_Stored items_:
↓↓↓
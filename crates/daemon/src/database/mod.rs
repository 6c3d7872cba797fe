mod ownership;
mod sqlite;

use std::ops::Deref;

use sqlx::SqlitePool;

#[derive(Clone, Debug)]
pub struct Database(SqlitePool);

impl Database {
    pub async fn connect(database_url: &url::Url) -> Result<Self, DatabaseSetupError> {
        if database_url.scheme() == "sqlite" {
            let db = sqlite::connect_sqlite(database_url).await?;
            sqlite::migrate_sqlite(&db).await?;
            return Ok(Database::new(db));
        }

        Err(DatabaseSetupError::UnknownDbType(
            database_url.scheme().to_string(),
        ))
    }

    /// A private in-memory database, migrated and ready to use.
    pub async fn in_memory() -> Result<Self, DatabaseSetupError> {
        let db = sqlite::connect_memory().await?;
        sqlite::migrate_sqlite(&db).await?;
        Ok(Database::new(db))
    }

    pub fn new(pool: SqlitePool) -> Self {
        Self(pool)
    }
}

impl Deref for Database {
    type Target = SqlitePool;

    fn deref(&self) -> &Self::Target {
        &self.0
    }
}

#[derive(Debug, thiserror::Error)]
pub enum DatabaseSetupError {
    #[error("error occurred while attempting database migration: {0}")]
    MigrationFailed(sqlx::migrate::MigrateError),

    #[error("unable to perform initial connection and check of the database: {0}")]
    Unavailable(sqlx::Error),

    #[error("requested database type was not recognized: {0}")]
    UnknownDbType(String),
}
use std::collections::BTreeMap;
use std::path::{Path, PathBuf};
use std::time::{Duration, SystemTime};

use base64::{engine::general_purpose::URL_SAFE_NO_PAD, Engine as _};
use serde::{Deserialize, Serialize};

use super::{Session, SessionError, SessionStore};
use crate::crypto::{random_bytes, SessionKey};

/// Prefix of every persisted session record
pub const SESSION_FILE_PREFIX: &str = "session_";

const SESSION_ID_BYTES: usize = 32;

/// What a record file decrypts to
#[derive(Debug, Serialize, Deserialize)]
struct StoredSession {
    /// Unix seconds of the last save
    saved_at: i64,
    values: BTreeMap<String, String>,
}

/// Session store keeping one encrypted file per session under a directory.
///
/// Cookie values have the form `<id>.<tag>` where `tag` is the base64url
/// HMAC-SHA256 of `<name>:<id>` under the store key. Record files hold the
/// JSON-encoded value bag, encrypted with the same key.
///
/// With a max age set, records not saved within it read as absent and
/// [`FilesystemSessionStore::purge_expired`] removes them from disk.
#[derive(Debug, Clone)]
pub struct FilesystemSessionStore {
    path: PathBuf,
    key: SessionKey,
    max_age: Option<Duration>,
}

impl FilesystemSessionStore {
    /// Open (creating if needed) a store rooted at `path`, keyed by the
    /// SHA-256 digest of `secret`.
    pub async fn new(path: impl Into<PathBuf>, secret: &[u8]) -> Result<Self, SessionError> {
        let path = path.into();
        tokio::fs::create_dir_all(&path).await?;
        Ok(Self {
            path,
            key: SessionKey::derive(secret),
            max_age: None,
        })
    }

    /// Expire records that have not been saved for `max_age`.
    pub fn with_max_age(mut self, max_age: Duration) -> Self {
        self.max_age = Some(max_age);
        self
    }

    /// Delete every record file last written more than `max_age` ago.
    ///
    /// Returns how many records were removed. A store without a max age
    /// keeps everything.
    pub async fn purge_expired(&self) -> Result<usize, SessionError> {
        let Some(max_age) = self.max_age else {
            return Ok(0);
        };
        let Some(cutoff) = SystemTime::now().checked_sub(max_age) else {
            return Ok(0);
        };

        let mut removed = 0;
        let mut entries = tokio::fs::read_dir(&self.path).await?;
        while let Some(entry) = entries.next_entry().await? {
            let is_record = entry
                .file_name()
                .to_str()
                .is_some_and(|name| name.starts_with(SESSION_FILE_PREFIX));
            if !is_record {
                continue;
            }
            let modified = entry.metadata().await?.modified()?;
            if modified < cutoff {
                match tokio::fs::remove_file(entry.path()).await {
                    Ok(()) => removed += 1,
                    Err(e) if e.kind() == std::io::ErrorKind::NotFound => {}
                    Err(e) => return Err(e.into()),
                }
            }
        }

        if removed > 0 {
            tracing::info!(removed, "purged expired sessions");
        }
        Ok(removed)
    }

    fn is_expired(&self, saved_at: i64) -> bool {
        self.max_age.is_some_and(|max_age| {
            let age = chrono::Utc::now().timestamp().saturating_sub(saved_at);
            age >= 0 && age as u64 > max_age.as_secs()
        })
    }

    pub fn path(&self) -> &Path {
        &self.path
    }

    /// A fresh session with a newly generated random id.
    pub fn new_session(&self, name: &str) -> Result<Session, SessionError> {
        let id = hex::encode(random_bytes::<SESSION_ID_BYTES>()?);
        Ok(Session::new(name, id))
    }

    fn session_path(&self, id: &str) -> PathBuf {
        self.path.join(format!("{}{}", SESSION_FILE_PREFIX, id))
    }

    fn cookie_payload(name: &str, id: &str) -> Vec<u8> {
        format!("{}:{}", name, id).into_bytes()
    }

    fn encode_cookie(&self, name: &str, id: &str) -> Result<String, SessionError> {
        let tag = self.key.sign(&Self::cookie_payload(name, id))?;
        Ok(format!("{}.{}", id, URL_SAFE_NO_PAD.encode(tag)))
    }

    /// Extract the session id from an authenticated cookie value.
    fn decode_cookie(&self, name: &str, value: &str) -> Option<String> {
        let (id, tag) = value.split_once('.')?;
        if !is_session_id(id) {
            return None;
        }
        let tag = URL_SAFE_NO_PAD.decode(tag).ok()?;
        self.key
            .verify(&Self::cookie_payload(name, id), &tag)
            .then(|| id.to_string())
    }

    async fn load(&self, id: &str) -> Result<BTreeMap<String, String>, SessionError> {
        let ciphertext = match tokio::fs::read(self.session_path(id)).await {
            Ok(data) => data,
            Err(e) if e.kind() == std::io::ErrorKind::NotFound => {
                return Err(SessionError::NotFound)
            }
            Err(e) => return Err(e.into()),
        };

        // A record we cannot read back (other key, corrupted) is as good as absent.
        let plaintext = match self.key.decrypt(&ciphertext) {
            Ok(plaintext) => plaintext,
            Err(e) => {
                tracing::warn!(session = %id, "discarding undecryptable session record: {}", e);
                return Err(SessionError::NotFound);
            }
        };
        let stored: StoredSession = match serde_json::from_slice(&plaintext) {
            Ok(stored) => stored,
            Err(e) => {
                tracing::warn!(session = %id, "discarding undecodable session record: {}", e);
                return Err(SessionError::NotFound);
            }
        };

        if self.is_expired(stored.saved_at) {
            tracing::debug!(session = %id, "session record expired");
            let _ = tokio::fs::remove_file(self.session_path(id)).await;
            return Err(SessionError::NotFound);
        }
        Ok(stored.values)
    }
}

fn is_session_id(id: &str) -> bool {
    id.len() == SESSION_ID_BYTES * 2 && id.bytes().all(|b| b.is_ascii_hexdigit())
}

#[async_trait::async_trait]
impl SessionStore for FilesystemSessionStore {
    async fn get(&self, name: &str, cookie_value: Option<&str>) -> Result<Session, SessionError> {
        let Some(value) = cookie_value else {
            return self.new_session(name);
        };

        let Some(id) = self.decode_cookie(name, value) else {
            tracing::debug!(cookie = %name, "session cookie failed authentication, starting a new session");
            return self.new_session(name);
        };

        match self.load(&id).await {
            Ok(values) => Ok(Session::existing(name, id, values)),
            // The cookie is authentic, so keep its id for continuity.
            Err(SessionError::NotFound) => {
                tracing::debug!(session = %id, "no stored record for session cookie");
                Ok(Session::new(name, id))
            }
            Err(e) => Err(e),
        }
    }

    async fn save(&self, session: &mut Session) -> Result<String, SessionError> {
        let stored = StoredSession {
            saved_at: chrono::Utc::now().timestamp(),
            values: session.values().clone(),
        };
        let plaintext = serde_json::to_vec(&stored)?;
        let ciphertext = self.key.encrypt(&plaintext)?;

        let final_path = self.session_path(session.id());
        let tmp_path = self.path.join(format!(
            ".{}{}.{}",
            SESSION_FILE_PREFIX,
            session.id(),
            uuid::Uuid::new_v4()
        ));
        tokio::fs::write(&tmp_path, &ciphertext).await?;
        if let Err(e) = tokio::fs::rename(&tmp_path, &final_path).await {
            let _ = tokio::fs::remove_file(&tmp_path).await;
            return Err(e.into());
        }

        session.mark_saved();
        self.encode_cookie(session.name(), session.id())
    }
}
↑↑↑
_YOUR OBJECTIVE_: Each line in the entries above that includes the string "warn" adds to the count; state that count only.

_WRITTEN RESPONSE_: 2